Issues 4, 5, and 6 are also common to the other Microsoft-supplied Media Apps, i.e. the Video App and the Photos App.

One wonders how Microsoft can be so dismal in delivering products that should delight, and not disappoint in so many ways.

Addendum: here’s a secondary rant about the Music App, triggered by a comment below.

Navigation in the Music App is really badly thought out.

Take the Album view, for example. Choose it, and you’ll see a list of your albums.

W8 Music 10

The question is, how do you rapidly navigate through the list? The answer is: you can’t. You have to manually scroll up and down, using either your mouse or your finger. Since I have over 1,000 albums in my library, this gets very tiresome, very quickly.

The answer that Windows Media Center came up with in 2001 is that pressing a character on your keyboard will cause the display to jump to that position in the list. So pressing “m” for example, will immediately skip the display to the start of the list of albums beginning with “m”.

But the keyboard is dead in the Music App’s list displays… You can only scroll up or down.

What I find really irritating is that the developers of this App have also learned nothing from Apps built for Windows Phone. Here, there is support in the operating system itself for viewing lists at two levels of zoom. You can see a view at the level of the alphabet (a,b,c, etc.), and by touching a letter, you instantly zoom into the detailed list at that level.

This can be done for Windows 8 applications as well. Here for example, is the Media Center Remote app built by Brad Mauk, and available for both Windows Phone and Windows 8. These are screenshots taken from the Windows 8 App. On entering the Albums view, you are presented with the zoomed-out view of your library:

W8 Music 08

Notice that “x” is dimmed – this immediately tells me that I have no albums with titles beginning with “X” in my library. Now, it is true that in this App, in this view, the keyboard is also not active. So I can’t type a character on my keyboard and jump to that part of my library. However, and crucially, I can use either my mouse or Touch to choose one of the characters on this screen to jump into my library. Let’s click (or Touch) “l”:

W8 Music 09

Instantly, I’m there. If I want to return to the high-level view, I can either click the “-“ icon that appears with the horizontal scrollbar when I mouse down:

W8 Music 11

…or, if I’m using Touch, I simply use the “pinch” gesture on the screen to return to the alphabetic list of the high-level view:

W8 Music 08

Navigation within my library is easy with this App, and I happily use it to control my Windows Media Center.

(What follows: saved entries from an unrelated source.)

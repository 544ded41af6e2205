//! HTTP Server
//!
//! Builds the axum router and serves it until shutdown.

use crate::handlers::{
    handle_destroy_ship, handle_generate_ship, handle_generate_visual, handle_get_destroyed_ships,
    handle_get_health, handle_get_leaderboard, handle_get_user_rank, handle_submit_score, ApiContext,
};
use crate::error::handle_layer_error;
use crate::ApiServerConfig;
use axum::{
    error_handling::HandleErrorLayer,
    http::{header, HeaderValue, Method},
    routing::{get, post},
    Router,
};
use std::future::Future;
use std::sync::Arc;
use tower::{timeout::TimeoutLayer, ServiceBuilder};
use tower_http::{
    cors::{AllowOrigin, Any, CorsLayer},
    trace::TraceLayer,
};

/// HTTP API Server
pub struct HttpApiServer {
    context: Arc<ApiContext>,
    config: ApiServerConfig,
}

impl HttpApiServer {
    /// Create a new HTTP API server
    pub fn new(context: Arc<ApiContext>, config: ApiServerConfig) -> Self {
        Self { context, config }
    }

    fn cors(&self) -> CorsLayer {
        // CORS layer to allow browser clients
        let cors = CorsLayer::new()
            .allow_methods([Method::GET, Method::POST, Method::OPTIONS])
            .allow_headers([header::CONTENT_TYPE, header::ACCEPT]);

        let origins: Vec<HeaderValue> = self
            .config
            .cors_origins
            .iter()
            .filter_map(|origin| match origin.parse() {
                Ok(value) => Some(value),
                Err(_) => {
                    tracing::warn!("Ignoring invalid CORS origin {:?}", origin);
                    None
                }
            })
            .collect();

        if origins.is_empty() {
            cors.allow_origin(Any)
        } else {
            cors.allow_origin(AllowOrigin::list(origins))
        }
    }

    /// Wrap `routes` in tracing, CORS and the request timeout
    ///
    /// Layer errors (a timeout included) become JSON `{error}` responses.
    fn with_layers(&self, routes: Router<Arc<ApiContext>>) -> Router<Arc<ApiContext>> {
        let layers = ServiceBuilder::new()
            .layer(TraceLayer::new_for_http())
            .layer(self.cors())
            .layer(HandleErrorLayer::new(handle_layer_error))
            .layer(TimeoutLayer::new(self.config.request_timeout));

        routes.layer(layers)
    }

    /// Create the Axum router
    pub fn router(&self) -> Router {
        let routes = Router::new()
            .route("/generate_visual", get(handle_generate_visual))
            .route("/generateShip", get(handle_generate_ship))
            .route("/leaderboard/:game_mode", get(handle_get_leaderboard))
            .route("/leaderboard/user/:address/:game_mode", get(handle_get_user_rank))
            .route("/submit_score", post(handle_submit_score))
            .route("/destroy_ship", post(handle_destroy_ship))
            .route("/user/:address/ships_destroyed", get(handle_get_destroyed_ships))
            .route("/health", get(handle_get_health));

        self.with_layers(routes).with_state(self.context.clone())
    }

    /// Run the server until `shutdown` resolves
    pub async fn run<F>(self, shutdown: F) -> anyhow::Result<()>
    where
        F: Future<Output = ()> + Send + 'static,
    {
        let listener = tokio::net::TcpListener::bind(&self.config.http_addr).await?;
        tracing::info!("HTTP API server listening on {}", self.config.http_addr);

        axum::serve(listener, self.router())
            .with_graceful_shutdown(shutdown)
            .await?;
        Ok(())
    }
}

The developers of Microsoft’s Music App should take note. What they have produced thus far is abysmal.

Update 26th March 2013

Today, the Music App has received an update. I’m very pleased to see that Microsoft has at last incorporated a “zoom” function to make navigation in a large library more practical. It’s implemented slightly differently from the “Windows Phone” approach taken by the Media Center Remote App described above.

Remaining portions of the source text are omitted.